> [Exercise data]

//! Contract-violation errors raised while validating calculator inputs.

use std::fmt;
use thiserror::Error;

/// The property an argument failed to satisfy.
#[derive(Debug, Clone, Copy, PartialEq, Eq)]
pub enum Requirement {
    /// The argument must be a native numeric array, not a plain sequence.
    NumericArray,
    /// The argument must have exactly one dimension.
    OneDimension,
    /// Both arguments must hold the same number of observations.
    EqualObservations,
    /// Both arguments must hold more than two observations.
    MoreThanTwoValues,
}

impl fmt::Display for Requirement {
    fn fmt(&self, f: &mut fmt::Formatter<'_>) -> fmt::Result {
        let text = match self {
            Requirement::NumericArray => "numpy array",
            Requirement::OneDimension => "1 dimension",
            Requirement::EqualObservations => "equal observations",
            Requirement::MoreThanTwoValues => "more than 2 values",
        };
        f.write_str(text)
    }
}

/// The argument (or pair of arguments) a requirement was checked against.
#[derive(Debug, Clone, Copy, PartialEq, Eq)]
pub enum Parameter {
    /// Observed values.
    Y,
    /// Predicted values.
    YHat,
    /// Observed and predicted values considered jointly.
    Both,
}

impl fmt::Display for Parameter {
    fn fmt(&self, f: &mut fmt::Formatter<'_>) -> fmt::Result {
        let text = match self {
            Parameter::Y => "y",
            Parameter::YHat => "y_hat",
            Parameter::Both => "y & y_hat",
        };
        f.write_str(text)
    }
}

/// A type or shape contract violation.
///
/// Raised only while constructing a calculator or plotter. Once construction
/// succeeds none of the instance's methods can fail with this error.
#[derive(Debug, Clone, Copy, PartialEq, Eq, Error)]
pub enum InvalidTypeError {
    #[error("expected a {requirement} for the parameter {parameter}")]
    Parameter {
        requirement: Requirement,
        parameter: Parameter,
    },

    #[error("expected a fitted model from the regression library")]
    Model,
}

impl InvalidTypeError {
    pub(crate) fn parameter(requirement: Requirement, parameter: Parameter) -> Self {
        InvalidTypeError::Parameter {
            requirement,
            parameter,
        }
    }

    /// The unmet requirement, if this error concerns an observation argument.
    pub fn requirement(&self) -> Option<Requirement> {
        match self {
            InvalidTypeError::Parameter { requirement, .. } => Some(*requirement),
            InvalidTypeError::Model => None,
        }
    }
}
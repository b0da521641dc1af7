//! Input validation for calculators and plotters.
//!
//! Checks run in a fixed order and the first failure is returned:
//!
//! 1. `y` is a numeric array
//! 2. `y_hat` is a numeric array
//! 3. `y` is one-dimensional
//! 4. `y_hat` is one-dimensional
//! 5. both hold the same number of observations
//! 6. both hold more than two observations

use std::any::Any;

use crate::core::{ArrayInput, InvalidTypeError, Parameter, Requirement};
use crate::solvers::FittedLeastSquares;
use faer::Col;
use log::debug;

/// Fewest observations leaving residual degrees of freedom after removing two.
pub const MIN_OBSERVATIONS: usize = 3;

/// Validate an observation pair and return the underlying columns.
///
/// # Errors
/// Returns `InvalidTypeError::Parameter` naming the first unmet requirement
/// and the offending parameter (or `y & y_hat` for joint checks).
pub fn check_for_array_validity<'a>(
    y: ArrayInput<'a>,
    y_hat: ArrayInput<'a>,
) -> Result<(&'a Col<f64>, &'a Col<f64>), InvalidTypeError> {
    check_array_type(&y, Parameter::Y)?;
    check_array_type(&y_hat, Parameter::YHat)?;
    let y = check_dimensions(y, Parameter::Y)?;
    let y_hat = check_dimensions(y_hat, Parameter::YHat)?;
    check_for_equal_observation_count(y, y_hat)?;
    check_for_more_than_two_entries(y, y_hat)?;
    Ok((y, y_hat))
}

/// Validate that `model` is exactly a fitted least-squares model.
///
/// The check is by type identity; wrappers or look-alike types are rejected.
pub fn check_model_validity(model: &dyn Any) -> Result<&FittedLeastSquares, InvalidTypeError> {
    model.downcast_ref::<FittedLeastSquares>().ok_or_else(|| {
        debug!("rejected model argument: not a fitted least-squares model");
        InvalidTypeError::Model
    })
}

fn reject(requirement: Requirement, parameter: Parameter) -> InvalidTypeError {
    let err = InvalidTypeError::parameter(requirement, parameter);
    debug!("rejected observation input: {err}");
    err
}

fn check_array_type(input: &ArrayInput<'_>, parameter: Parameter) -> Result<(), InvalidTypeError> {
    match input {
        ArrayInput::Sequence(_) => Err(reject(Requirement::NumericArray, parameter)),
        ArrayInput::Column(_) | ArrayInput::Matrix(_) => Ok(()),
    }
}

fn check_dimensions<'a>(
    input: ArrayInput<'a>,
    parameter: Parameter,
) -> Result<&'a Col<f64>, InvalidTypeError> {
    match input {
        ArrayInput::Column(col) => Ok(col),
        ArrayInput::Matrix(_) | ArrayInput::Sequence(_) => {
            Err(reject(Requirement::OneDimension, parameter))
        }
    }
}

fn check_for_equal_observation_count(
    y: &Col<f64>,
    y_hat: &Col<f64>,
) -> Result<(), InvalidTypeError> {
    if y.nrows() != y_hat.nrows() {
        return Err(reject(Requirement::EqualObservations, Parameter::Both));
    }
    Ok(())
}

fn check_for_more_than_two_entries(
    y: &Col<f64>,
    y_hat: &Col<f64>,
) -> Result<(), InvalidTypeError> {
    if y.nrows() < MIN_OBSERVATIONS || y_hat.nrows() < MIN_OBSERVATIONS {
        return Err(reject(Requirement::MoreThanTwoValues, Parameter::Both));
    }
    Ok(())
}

> [Task requirements] Set the records above down again. Match them exactly.

> [Solution to the problem]
//! Contract-violation errors raised while validating calculator inputs.

use std::fmt;
use thiserror::Error;

/// The property an argument failed to satisfy.
#[derive(Debug, Clone, Copy, PartialEq, Eq)]
pub enum Requirement {
    /// The argument must be a native numeric array, not a plain sequence.
    NumericArray,
    /// The argument must have exactly one dimension.
    OneDimension,
    /// Both arguments must hold the same number of observations.
    EqualObservations,
    /// Both arguments must hold more than two observations.
    MoreThanTwoValues,
}

impl fmt::Display for Requirement {
    fn fmt(&self, f: &mut fmt::Formatter<'_>) -> fmt::Result {
        let text = match self {
            Requirement::NumericArray => "numpy array",
            Requirement::OneDimension => "1 dimension",
            Requirement::EqualObservations => "equal observations",
            Requirement::MoreThanTwoValues => "more than 2 values",
        };
        f.write_str(text)
    }
}

/// The argument (or pair of arguments) a requirement was checked against.
#[derive(Debug, Clone, Copy, PartialEq, Eq)]
pub enum Parameter {
    /// Observed values.
    Y,
    /// Predicted values.
    YHat,
    /// Observed and predicted values considered jointly.
    Both,
}

impl fmt::Display for Parameter {
    fn fmt(&self, f: &mut fmt::Formatter<'_>) -> fmt::Result {
        let text = match self {
            Parameter::Y => "y",
            Parameter::YHat => "y_hat",
            Parameter::Both => "y & y_hat",
        };
        f.write_str(text)
    }
}

/// A type or shape contract violation.
///
/// Raised only while constructing a calculator or plotter. Once construction
/// succeeds none of the instance's methods can fail with this error.
#[derive(Debug, Clone, Copy, PartialEq, Eq, Error)]
pub enum InvalidTypeError {
    #[error("expected a {requirement} for the parameter {parameter}")]
    Parameter {
        requirement: Requirement,
        parameter: Parameter,
    },

    #[error("expected a fitted model from the regression library")]
    Model,
}

impl InvalidTypeError {
    pub(crate) fn parameter(requirement: Requirement, parameter: Parameter) -> Self {
        InvalidTypeError::Parameter {
            requirement,
            parameter,
        }
    }

    /// The unmet requirement, if this error concerns an observation argument.
    pub fn requirement(&self) -> Option<Requirement> {
        match self {
            InvalidTypeError::Parameter { requirement, .. } => Some(*requirement),
            InvalidTypeError::Model => None,
        }
    }
}
repository b0da521641dc1af7
//! Input validation for calculators and plotters.
//!
//! Checks run in a fixed order and the first failure is returned:
//!
//! 1. `y` is a numeric array
//! 2. `y_hat` is a numeric array
//! 3. `y` is one-dimensional
//! 4. `y_hat` is one-dimensional
//! 5. both hold the same number of observations
//! 6. both hold more than two observations

use std::any::Any;

use crate::core::{ArrayInput, InvalidTypeError, Parameter, Requirement};
use crate::solvers::FittedLeastSquares;
use faer::Col;
use log::debug;

/// Fewest observations leaving residual degrees of freedom after removing two.
pub const MIN_OBSERVATIONS: usize = 3;

/// Validate an observation pair and return the underlying columns.
///
/// # Errors
/// Returns `InvalidTypeError::Parameter` naming the first unmet requirement
/// and the offending parameter (or `y & y_hat` for joint checks).
pub fn check_for_array_validity<'a>(
    y: ArrayInput<'a>,
    y_hat: ArrayInput<'a>,
) -> Result<(&'a Col<f64>, &'a Col<f64>), InvalidTypeError> {
    check_array_type(&y, Parameter::Y)?;
    check_array_type(&y_hat, Parameter::YHat)?;
    let y = check_dimensions(y, Parameter::Y)?;
    let y_hat = check_dimensions(y_hat, Parameter::YHat)?;
    check_for_equal_observation_count(y, y_hat)?;
    check_for_more_than_two_entries(y, y_hat)?;
    Ok((y, y_hat))
}

/// Validate that `model` is exactly a fitted least-squares model.
///
/// The check is by type identity; wrappers or look-alike types are rejected.
pub fn check_model_validity(model: &dyn Any) -> Result<&FittedLeastSquares, InvalidTypeError> {
    model.downcast_ref::<FittedLeastSquares>().ok_or_else(|| {
        debug!("rejected model argument: not a fitted least-squares model");
        InvalidTypeError::Model
    })
}

fn reject(requirement: Requirement, parameter: Parameter) -> InvalidTypeError {
    let err = InvalidTypeError::parameter(requirement, parameter);
    debug!("rejected observation input: {err}");
    err
}

fn check_array_type(input: &ArrayInput<'_>, parameter: Parameter) -> Result<(), InvalidTypeError> {
    match input {
        ArrayInput::Sequence(_) => Err(reject(Requirement::NumericArray, parameter)),
        ArrayInput::Column(_) | ArrayInput::Matrix(_) => Ok(()),
    }
}

fn check_dimensions<'a>(
    input: ArrayInput<'a>,
    parameter: Parameter,
) -> Result<&'a Col<f64>, InvalidTypeError> {
    match input {
        ArrayInput::Column(col) => Ok(col),
        ArrayInput::Matrix(_) | ArrayInput::Sequence(_) => {
            Err(reject(Requirement::OneDimension, parameter))
        }
    }
}

fn check_for_equal_observation_count(
    y: &Col<f64>,
    y_hat: &Col<f64>,
) -> Result<(), InvalidTypeError> {
    if y.nrows() != y_hat.nrows() {
        return Err(reject(Requirement::EqualObservations, Parameter::Both));
    }
    Ok(())
}

fn check_for_more_than_two_entries(
    y: &Col<f64>,
    y_hat: &Col<f64>,
) -> Result<(), InvalidTypeError> {
    if y.nrows() < MIN_OBSERVATIONS || y_hat.nrows() < MIN_OBSERVATIONS {
        return Err(reject(Requirement::MoreThanTwoValues, Parameter::Both));
    }
    Ok(())
}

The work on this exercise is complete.